(HOW TO COMPLETE THIS TASK):
The line containing "#[derive(Debug, Clone, Default, PartialEq, Eq)]" marks the end: write out exactly every line from the first line of the data below through that line, and only those.
__________
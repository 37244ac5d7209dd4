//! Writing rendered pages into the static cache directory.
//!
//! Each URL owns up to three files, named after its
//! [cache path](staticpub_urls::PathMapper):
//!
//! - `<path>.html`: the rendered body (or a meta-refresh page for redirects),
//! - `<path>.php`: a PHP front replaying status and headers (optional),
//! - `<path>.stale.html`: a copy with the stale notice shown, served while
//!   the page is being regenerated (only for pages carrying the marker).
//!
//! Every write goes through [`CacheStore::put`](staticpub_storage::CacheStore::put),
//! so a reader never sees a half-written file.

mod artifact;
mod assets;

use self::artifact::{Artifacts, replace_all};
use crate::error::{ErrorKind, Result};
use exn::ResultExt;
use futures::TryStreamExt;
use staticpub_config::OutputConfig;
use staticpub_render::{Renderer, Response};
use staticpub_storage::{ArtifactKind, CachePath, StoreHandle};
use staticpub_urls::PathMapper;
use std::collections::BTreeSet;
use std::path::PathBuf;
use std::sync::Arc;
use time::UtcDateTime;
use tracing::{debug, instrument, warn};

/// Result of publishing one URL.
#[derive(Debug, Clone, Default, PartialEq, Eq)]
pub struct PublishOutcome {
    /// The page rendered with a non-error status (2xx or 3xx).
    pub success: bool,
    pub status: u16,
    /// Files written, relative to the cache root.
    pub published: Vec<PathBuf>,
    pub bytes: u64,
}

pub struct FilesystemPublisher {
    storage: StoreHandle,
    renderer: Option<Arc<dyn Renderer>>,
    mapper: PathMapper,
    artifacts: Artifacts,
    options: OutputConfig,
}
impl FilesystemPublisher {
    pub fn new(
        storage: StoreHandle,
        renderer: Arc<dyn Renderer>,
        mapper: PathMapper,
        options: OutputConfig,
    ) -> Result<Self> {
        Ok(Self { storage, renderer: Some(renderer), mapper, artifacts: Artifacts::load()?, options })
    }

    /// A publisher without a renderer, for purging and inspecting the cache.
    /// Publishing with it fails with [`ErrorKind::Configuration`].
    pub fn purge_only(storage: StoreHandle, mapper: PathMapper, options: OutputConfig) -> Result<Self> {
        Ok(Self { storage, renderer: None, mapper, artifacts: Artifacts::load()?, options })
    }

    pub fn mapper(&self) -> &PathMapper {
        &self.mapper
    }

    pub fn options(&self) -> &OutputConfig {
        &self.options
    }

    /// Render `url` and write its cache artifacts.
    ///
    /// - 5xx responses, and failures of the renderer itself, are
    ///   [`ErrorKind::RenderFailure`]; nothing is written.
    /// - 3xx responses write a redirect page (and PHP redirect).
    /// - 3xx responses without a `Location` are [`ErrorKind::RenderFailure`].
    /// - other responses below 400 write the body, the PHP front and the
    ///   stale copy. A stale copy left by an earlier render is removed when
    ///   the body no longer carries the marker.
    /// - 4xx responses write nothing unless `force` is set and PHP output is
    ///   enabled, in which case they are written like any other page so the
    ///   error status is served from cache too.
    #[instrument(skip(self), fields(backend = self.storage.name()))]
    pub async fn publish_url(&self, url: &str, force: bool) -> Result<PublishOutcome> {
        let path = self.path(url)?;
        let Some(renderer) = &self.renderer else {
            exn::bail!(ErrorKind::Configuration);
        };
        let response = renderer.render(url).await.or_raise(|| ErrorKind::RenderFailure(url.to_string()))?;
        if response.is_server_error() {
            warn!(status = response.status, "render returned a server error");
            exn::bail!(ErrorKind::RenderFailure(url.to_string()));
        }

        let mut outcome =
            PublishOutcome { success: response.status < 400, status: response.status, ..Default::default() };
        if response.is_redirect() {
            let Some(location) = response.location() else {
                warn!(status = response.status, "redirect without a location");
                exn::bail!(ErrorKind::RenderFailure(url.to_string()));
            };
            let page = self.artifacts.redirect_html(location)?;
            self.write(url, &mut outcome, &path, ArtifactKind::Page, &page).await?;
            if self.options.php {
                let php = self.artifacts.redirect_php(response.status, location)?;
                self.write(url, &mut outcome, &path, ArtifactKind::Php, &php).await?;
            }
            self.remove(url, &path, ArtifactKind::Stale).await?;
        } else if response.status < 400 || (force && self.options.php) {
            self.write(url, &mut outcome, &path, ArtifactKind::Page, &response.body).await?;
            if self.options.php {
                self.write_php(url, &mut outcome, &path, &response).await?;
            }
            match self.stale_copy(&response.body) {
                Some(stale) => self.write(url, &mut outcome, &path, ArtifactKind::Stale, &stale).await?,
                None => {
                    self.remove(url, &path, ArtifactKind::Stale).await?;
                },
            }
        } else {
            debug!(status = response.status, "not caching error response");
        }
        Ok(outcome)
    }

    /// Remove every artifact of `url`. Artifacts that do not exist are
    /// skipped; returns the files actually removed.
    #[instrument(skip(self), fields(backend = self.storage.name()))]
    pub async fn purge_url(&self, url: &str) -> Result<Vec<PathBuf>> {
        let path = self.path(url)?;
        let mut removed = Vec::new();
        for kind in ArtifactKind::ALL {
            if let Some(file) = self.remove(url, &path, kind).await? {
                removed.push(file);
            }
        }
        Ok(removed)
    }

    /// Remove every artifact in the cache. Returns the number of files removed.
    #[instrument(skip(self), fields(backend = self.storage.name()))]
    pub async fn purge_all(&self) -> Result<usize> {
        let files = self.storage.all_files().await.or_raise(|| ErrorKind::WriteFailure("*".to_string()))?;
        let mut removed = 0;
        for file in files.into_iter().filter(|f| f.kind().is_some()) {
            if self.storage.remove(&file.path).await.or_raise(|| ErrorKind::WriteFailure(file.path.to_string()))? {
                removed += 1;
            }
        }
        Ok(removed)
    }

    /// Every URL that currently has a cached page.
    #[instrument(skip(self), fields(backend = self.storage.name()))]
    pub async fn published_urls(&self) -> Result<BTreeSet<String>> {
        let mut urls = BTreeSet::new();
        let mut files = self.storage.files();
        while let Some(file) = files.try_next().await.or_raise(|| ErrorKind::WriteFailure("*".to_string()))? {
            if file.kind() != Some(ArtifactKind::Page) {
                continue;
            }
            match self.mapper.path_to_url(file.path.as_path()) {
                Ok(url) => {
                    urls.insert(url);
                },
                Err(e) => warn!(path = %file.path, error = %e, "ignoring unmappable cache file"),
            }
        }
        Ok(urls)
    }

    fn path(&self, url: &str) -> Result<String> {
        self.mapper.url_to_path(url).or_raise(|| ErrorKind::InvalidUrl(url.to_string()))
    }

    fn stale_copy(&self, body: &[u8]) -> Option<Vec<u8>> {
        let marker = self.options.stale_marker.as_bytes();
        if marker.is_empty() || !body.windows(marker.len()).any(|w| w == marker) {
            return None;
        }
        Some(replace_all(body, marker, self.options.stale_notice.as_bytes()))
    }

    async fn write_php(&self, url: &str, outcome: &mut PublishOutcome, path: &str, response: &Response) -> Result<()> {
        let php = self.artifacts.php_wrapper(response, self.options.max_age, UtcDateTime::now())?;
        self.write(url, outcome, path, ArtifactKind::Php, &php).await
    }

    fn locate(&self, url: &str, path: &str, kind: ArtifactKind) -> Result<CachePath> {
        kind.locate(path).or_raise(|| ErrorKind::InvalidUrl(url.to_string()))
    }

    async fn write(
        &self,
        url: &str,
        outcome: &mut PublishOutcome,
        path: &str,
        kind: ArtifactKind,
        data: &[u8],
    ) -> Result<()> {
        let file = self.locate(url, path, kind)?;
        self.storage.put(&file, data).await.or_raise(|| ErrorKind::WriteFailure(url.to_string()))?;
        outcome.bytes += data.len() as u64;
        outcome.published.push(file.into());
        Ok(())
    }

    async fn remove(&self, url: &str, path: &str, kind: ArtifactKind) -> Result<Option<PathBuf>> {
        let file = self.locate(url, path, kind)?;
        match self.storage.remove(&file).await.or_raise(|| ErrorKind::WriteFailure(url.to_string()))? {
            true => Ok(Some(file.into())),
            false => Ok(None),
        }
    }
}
__________
(TASK RESPONSE):
repository 37244ac5d7209dd4
//! Writing rendered pages into the static cache directory.
//!
//! Each URL owns up to three files, named after its
//! [cache path](staticpub_urls::PathMapper):
//!
//! - `<path>.html`: the rendered body (or a meta-refresh page for redirects),
//! - `<path>.php`: a PHP front replaying status and headers (optional),
//! - `<path>.stale.html`: a copy with the stale notice shown, served while
//!   the page is being regenerated (only for pages carrying the marker).
//!
//! Every write goes through [`CacheStore::put`](staticpub_storage::CacheStore::put),
//! so a reader never sees a half-written file.

mod artifact;
mod assets;

use self::artifact::{Artifacts, replace_all};
use crate::error::{ErrorKind, Result};
use exn::ResultExt;
use futures::TryStreamExt;
use staticpub_config::OutputConfig;
use staticpub_render::{Renderer, Response};
use staticpub_storage::{ArtifactKind, CachePath, StoreHandle};
use staticpub_urls::PathMapper;
use std::collections::BTreeSet;
use std::path::PathBuf;
use std::sync::Arc;
use time::UtcDateTime;
use tracing::{debug, instrument, warn};

/// Result of publishing one URL.
#[derive(Debug, Clone, Default, PartialEq, Eq)]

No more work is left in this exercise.